I took the experience to the brink and I go for broke. So at the very least it filled my time the past 7 months. Well she is no different from many of the girls I met. Nobody can tolerate a person who has a mental condition. Except Yati and Azzue. That is why they are my good friends.
I could have done it differently but I think in the spirit of everything counts and nothing matters, I had don['t] my level best.
I know by giving it all I got I have a higher risk of rejection but I guess I have to push it to the limit to see how far I can go with my mental condition.
Well that's the limit. With all the quirkiness that she had to put up with, she lasted for 7 months!
Maybe I shall account 2018 as the year I exposed my craziness to the outside world. I am still crazy though.
The question is how do I uncrazy myself?
Fuck, I have to figure this out myself.
- OK no dealing with the outside world
- Do not fall in love
- Do not even get into social media
Actually my thoughts are different from the main stream. Does that make me crazy? Crazy is what crazy is. I[t] I accept who I am with all the quirkiness without bothering others then that is the same as having a closed universe oblivious of others.
So I decided to accept me as I am and don't communicate with others.

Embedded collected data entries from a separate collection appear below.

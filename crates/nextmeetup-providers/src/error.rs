//! Error types for fetching a meetup page.
//!
//! Only transport problems are errors here. A page that fetches fine but has
//! no usable structured data is not an error: extraction returns `None`.

use std::fmt;
use thiserror::Error;

/// The category of a provider error.
#[derive(Debug, Clone, Copy, PartialEq, Eq, Hash)]
pub enum ProviderErrorCode {
    /// Network error - connection failed, DNS resolution, body read, etc.
    NetworkError,
    /// The group page does not exist (404).
    NotFound,
    /// Server returned an error (5xx status codes).
    ServerError,
    /// Any other non-200 response.
    InvalidResponse,
    /// Configuration error - bad URL, HTTP client could not be built.
    ConfigurationError,
}

impl ProviderErrorCode {
    /// Returns a machine-friendly name for this error code.
    pub fn as_str(&self) -> &'static str {
        match self {
            Self::NetworkError => "network_error",
            Self::NotFound => "not_found",
            Self::ServerError => "server_error",
            Self::InvalidResponse => "invalid_response",
            Self::ConfigurationError => "configuration_error",
        }
    }
}

impl fmt::Display for ProviderErrorCode {
    fn fmt(&self, f: &mut fmt::Formatter<'_>) -> fmt::Result {
        write!(f, "{}", self.as_str())
    }
}

/// An error that occurred while fetching from an event source.
#[derive(Debug, Error)]
pub struct ProviderError {
    /// The error code categorizing this error.
    code: ProviderErrorCode,
    /// A human-readable message describing the error.
    message: String,
    /// The source that generated this error (e.g., "meetup").
    provider: Option<String>,
    /// The underlying cause of this error, if any.
    #[source]
    source: Option<Box<dyn std::error::Error + Send + Sync>>,
}

impl ProviderError {
    /// Creates a new provider error with the given code and message.
    pub fn new(code: ProviderErrorCode, message: impl Into<String>) -> Self {
        Self {
            code,
            message: message.into(),
            provider: None,
            source: None,
        }
    }

    /// Creates a network error.
    pub fn network(message: impl Into<String>) -> Self {
        Self::new(ProviderErrorCode::NetworkError, message)
    }

    /// Creates a not found error.
    pub fn not_found(message: impl Into<String>) -> Self {
        Self::new(ProviderErrorCode::NotFound, message)
    }

    /// Creates a server error.
    pub fn server(message: impl Into<String>) -> Self {
        Self::new(ProviderErrorCode::ServerError, message)
    }

    /// Creates an invalid response error.
    pub fn invalid_response(message: impl Into<String>) -> Self {
        Self::new(ProviderErrorCode::InvalidResponse, message)
    }

    /// Creates a configuration error.
    pub fn configuration(message: impl Into<String>) -> Self {
        Self::new(ProviderErrorCode::ConfigurationError, message)
    }

    /// Sets the provider name for this error.
    pub fn with_provider(mut self, provider: impl Into<String>) -> Self {
        self.provider = Some(provider.into());
        self
    }

    /// Sets the source error for this error.
    pub fn with_source<E>(mut self, source: E) -> Self
    where
        E: std::error::Error + Send + Sync + 'static,
    {
        self.source = Some(Box::new(source));
        self
    }

    /// Returns the error code.
    pub fn code(&self) -> ProviderErrorCode {
        self.code
    }

    /// Returns the error message.
    pub fn message(&self) -> &str {
        &self.message
    }

    /// Returns the provider name, if set.
    pub fn provider(&self) -> Option<&str> {
        self.provider.as_deref()
    }
}

impl fmt::Display for ProviderError {
    fn fmt(&self, f: &mut fmt::Formatter<'_>) -> fmt::Result {
        if let Some(ref provider) = self.provider {
            write!(f, "[{}] ", provider)?;
        }
        write!(f, "{}: {}", self.code, self.message)
    }
}

/// A specialized Result type for provider operations.
pub type ProviderResult<T> = Result<T, ProviderError>;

Anyway Sarah, you are not afraid of me. So there must me something right that I do. What is it Sarah? What's makes you stay honey?
Is it my forthrightness?
My vision of the afterlife?
Your love for me?
I am different?
What is it baby? I know, because this is your job, right?
All of above?
Fine you are not telling. Which means I miss the the mark. Anyway thanks for hanging out. Even you are long gone I will still write to you since you are my only human friend that understand me.
All I want is somebody who understand me as who I really am. By seeing me, I exist. Like the Zulu greeting.
Zulu greeting Sawubona means 'I see you' and the response, 'Ngikhona' means 'I am here'
You know what Sarah, I come out a better person. I am wiser now.
Women = problem.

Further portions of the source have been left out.